(Excerpts from a dataset)
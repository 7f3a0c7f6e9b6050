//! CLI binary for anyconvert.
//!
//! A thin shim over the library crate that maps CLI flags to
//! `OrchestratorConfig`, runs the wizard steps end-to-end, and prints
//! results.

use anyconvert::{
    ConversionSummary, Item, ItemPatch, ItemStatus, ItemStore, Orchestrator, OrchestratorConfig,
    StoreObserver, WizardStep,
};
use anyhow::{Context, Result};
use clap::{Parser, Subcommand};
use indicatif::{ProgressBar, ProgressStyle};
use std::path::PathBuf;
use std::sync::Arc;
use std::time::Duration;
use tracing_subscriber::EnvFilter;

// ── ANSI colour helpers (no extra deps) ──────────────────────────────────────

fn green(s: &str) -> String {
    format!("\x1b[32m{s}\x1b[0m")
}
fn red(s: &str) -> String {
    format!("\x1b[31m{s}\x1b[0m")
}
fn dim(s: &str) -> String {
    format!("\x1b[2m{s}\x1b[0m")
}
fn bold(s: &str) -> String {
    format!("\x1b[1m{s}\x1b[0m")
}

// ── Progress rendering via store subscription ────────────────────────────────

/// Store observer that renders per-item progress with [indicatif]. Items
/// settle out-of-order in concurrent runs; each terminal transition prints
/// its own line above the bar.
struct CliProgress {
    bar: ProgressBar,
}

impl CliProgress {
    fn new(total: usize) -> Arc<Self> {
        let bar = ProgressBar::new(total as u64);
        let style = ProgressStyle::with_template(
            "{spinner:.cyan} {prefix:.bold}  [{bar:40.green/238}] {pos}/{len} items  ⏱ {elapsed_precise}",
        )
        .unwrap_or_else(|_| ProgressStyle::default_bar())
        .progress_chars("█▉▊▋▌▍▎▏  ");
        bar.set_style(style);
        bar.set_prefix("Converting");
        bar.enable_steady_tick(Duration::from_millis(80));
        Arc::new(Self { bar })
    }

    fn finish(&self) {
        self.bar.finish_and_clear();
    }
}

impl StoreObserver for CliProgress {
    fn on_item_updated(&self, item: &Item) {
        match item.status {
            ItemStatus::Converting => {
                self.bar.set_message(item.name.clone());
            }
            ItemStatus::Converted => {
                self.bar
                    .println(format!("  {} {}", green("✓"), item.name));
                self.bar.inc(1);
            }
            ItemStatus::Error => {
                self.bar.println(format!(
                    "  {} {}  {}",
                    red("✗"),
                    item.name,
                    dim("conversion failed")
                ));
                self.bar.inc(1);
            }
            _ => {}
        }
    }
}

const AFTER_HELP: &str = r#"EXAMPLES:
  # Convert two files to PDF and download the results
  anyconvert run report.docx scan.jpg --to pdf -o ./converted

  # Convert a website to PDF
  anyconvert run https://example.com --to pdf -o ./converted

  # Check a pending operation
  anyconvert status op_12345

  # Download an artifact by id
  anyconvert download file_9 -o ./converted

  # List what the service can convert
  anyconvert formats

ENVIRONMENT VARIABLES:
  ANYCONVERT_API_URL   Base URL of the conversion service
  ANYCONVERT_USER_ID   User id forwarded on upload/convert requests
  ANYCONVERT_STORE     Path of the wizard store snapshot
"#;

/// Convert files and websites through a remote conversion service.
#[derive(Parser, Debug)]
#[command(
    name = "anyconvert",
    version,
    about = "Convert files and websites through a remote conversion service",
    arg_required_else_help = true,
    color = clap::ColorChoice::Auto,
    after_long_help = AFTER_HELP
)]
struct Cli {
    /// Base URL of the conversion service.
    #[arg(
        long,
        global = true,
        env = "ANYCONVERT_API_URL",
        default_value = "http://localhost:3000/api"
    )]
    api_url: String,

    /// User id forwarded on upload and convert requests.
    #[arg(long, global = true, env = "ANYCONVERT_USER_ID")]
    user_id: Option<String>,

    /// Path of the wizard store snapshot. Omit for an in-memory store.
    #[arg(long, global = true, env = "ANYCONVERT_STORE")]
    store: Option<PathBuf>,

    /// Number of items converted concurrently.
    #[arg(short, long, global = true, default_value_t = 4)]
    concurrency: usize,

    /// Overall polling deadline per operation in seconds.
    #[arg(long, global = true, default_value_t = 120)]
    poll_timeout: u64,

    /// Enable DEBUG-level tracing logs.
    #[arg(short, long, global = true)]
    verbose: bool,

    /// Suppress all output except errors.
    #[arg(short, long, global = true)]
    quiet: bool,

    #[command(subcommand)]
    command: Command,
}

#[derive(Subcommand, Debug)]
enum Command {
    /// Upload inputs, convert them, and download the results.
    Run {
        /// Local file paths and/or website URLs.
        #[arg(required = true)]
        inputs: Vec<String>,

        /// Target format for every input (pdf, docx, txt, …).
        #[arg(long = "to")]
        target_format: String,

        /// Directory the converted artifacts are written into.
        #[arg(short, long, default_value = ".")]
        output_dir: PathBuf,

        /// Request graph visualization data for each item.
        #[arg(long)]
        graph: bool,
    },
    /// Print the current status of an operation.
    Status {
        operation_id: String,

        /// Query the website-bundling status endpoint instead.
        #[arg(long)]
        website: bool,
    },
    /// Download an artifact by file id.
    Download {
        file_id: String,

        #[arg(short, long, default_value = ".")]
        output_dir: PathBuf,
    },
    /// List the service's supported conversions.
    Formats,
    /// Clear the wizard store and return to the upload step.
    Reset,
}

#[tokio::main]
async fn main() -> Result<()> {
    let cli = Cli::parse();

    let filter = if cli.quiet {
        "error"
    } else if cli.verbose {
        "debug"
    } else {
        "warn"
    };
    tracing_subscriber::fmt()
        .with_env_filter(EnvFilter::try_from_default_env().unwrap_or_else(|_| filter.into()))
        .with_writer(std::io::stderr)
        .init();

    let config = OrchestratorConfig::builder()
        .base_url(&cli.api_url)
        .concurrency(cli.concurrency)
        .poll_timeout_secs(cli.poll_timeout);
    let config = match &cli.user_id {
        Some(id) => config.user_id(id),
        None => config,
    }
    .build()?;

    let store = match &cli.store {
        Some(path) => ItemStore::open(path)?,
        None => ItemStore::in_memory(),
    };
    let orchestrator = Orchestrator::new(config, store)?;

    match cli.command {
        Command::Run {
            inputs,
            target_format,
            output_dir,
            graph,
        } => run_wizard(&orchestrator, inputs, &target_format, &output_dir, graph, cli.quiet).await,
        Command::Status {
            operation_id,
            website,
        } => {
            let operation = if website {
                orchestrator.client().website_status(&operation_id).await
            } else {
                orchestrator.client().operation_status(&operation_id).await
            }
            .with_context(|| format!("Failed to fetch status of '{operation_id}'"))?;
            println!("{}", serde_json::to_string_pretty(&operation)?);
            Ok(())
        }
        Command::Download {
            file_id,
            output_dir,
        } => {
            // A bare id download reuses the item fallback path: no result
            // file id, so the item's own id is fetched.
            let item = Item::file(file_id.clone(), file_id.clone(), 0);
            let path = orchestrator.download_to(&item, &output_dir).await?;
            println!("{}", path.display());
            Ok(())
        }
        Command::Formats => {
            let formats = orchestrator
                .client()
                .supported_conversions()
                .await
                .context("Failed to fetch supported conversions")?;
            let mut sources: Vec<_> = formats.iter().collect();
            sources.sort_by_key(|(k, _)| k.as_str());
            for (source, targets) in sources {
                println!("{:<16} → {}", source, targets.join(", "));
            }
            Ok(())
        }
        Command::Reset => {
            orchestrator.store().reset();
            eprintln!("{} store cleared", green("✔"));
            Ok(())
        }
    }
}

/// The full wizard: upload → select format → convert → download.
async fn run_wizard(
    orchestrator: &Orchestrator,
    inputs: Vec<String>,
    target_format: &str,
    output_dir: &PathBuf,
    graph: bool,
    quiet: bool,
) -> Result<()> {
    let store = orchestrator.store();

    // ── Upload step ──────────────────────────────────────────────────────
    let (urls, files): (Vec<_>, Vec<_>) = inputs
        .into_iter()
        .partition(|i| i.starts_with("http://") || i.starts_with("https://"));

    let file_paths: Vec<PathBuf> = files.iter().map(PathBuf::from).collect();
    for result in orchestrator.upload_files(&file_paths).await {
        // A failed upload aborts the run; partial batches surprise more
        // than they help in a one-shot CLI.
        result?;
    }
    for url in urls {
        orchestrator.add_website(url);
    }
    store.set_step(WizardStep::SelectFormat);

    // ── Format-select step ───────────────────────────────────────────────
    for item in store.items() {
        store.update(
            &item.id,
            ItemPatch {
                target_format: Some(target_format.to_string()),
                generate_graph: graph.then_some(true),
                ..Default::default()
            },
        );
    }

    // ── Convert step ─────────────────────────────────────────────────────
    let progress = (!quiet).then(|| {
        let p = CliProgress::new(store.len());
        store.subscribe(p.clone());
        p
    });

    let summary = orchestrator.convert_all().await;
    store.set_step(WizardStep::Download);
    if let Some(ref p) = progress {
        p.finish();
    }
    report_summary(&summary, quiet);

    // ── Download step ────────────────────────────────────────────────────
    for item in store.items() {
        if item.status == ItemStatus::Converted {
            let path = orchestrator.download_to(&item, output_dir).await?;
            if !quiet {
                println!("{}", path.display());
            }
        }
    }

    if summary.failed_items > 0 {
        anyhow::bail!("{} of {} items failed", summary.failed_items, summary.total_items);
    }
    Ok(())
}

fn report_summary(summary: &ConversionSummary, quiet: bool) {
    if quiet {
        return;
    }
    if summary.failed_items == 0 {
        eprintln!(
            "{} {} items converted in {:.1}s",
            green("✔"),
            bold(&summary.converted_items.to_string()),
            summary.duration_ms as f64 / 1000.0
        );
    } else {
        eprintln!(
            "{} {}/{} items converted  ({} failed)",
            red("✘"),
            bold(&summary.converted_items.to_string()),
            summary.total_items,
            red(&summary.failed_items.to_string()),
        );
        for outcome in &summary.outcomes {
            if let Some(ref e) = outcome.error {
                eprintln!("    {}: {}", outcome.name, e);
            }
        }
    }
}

Directions – Which lines in the records contain the word "clap"? Copy each one.

Written response –
use clap::{Parser, Subcommand};
    color = clap::ColorChoice::Auto,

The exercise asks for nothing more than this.